Problem statement
Copy word for word, please, the lines of the entries below running from the one containing "self.accels = accels;" to the one containing "of steps taken.", both ends included.

Records supplied section start

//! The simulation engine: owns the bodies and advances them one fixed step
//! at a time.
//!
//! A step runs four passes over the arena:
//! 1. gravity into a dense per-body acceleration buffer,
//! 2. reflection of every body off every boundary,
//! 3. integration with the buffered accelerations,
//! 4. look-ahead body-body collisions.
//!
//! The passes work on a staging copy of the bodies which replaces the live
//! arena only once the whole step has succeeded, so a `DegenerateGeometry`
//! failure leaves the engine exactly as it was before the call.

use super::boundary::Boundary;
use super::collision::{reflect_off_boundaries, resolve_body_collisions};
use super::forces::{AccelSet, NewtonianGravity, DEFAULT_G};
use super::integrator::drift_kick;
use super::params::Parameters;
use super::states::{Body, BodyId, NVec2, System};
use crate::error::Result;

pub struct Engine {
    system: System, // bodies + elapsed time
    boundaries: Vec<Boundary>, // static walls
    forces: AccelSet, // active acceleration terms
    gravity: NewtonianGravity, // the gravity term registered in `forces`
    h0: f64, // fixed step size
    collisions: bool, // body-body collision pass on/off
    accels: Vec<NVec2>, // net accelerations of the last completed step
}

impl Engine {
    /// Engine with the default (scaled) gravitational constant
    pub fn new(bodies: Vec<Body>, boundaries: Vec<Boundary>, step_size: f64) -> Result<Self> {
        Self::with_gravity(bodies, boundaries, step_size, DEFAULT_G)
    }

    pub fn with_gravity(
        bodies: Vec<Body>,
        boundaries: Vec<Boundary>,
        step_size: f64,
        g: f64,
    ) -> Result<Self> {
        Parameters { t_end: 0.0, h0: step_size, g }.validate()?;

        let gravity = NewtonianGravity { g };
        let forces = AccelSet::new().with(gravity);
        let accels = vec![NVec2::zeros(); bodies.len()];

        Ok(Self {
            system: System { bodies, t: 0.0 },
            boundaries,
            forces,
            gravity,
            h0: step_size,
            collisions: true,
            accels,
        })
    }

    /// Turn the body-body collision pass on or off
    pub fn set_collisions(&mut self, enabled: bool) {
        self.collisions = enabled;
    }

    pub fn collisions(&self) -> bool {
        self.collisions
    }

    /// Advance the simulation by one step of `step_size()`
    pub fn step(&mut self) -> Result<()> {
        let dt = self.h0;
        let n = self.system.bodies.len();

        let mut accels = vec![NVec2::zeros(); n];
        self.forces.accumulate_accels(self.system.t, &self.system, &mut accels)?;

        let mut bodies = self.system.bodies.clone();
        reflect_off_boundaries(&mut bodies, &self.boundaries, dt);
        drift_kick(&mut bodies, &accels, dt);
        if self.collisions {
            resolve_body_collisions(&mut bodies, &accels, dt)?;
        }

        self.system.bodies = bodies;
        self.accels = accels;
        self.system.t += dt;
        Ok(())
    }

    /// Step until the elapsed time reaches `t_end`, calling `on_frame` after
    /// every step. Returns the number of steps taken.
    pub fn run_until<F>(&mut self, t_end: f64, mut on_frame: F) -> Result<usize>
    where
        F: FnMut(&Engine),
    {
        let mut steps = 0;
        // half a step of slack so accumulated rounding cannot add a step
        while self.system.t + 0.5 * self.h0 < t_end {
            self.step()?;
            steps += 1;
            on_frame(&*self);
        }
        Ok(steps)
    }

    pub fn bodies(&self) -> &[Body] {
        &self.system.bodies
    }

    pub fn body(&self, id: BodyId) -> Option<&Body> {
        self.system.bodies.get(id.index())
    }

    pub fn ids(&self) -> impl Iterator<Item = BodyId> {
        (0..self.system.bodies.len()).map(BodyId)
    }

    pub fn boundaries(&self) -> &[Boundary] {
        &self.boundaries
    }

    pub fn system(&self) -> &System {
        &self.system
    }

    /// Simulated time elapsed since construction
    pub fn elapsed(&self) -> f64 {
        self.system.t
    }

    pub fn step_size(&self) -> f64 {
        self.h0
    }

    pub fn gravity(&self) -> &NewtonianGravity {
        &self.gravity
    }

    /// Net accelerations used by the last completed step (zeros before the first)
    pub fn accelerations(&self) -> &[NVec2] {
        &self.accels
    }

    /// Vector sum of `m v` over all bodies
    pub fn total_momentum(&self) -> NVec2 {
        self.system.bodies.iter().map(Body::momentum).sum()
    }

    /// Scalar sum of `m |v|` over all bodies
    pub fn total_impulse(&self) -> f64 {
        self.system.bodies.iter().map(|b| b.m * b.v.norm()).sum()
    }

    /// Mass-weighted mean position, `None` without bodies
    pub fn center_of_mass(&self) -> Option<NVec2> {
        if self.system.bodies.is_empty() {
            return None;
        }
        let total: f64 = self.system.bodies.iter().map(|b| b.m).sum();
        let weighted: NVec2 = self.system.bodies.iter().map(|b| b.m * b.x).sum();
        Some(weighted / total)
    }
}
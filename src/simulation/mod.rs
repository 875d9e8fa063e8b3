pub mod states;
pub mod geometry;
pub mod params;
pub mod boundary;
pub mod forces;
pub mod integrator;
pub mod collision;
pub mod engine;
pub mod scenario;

Records supplied section end

Solution
        self.accels = accels;
        self.system.t += dt;
        Ok(())
    }

    /// Step until the elapsed time reaches `t_end`, calling `on_frame` after
    /// every step. Returns the number of steps taken.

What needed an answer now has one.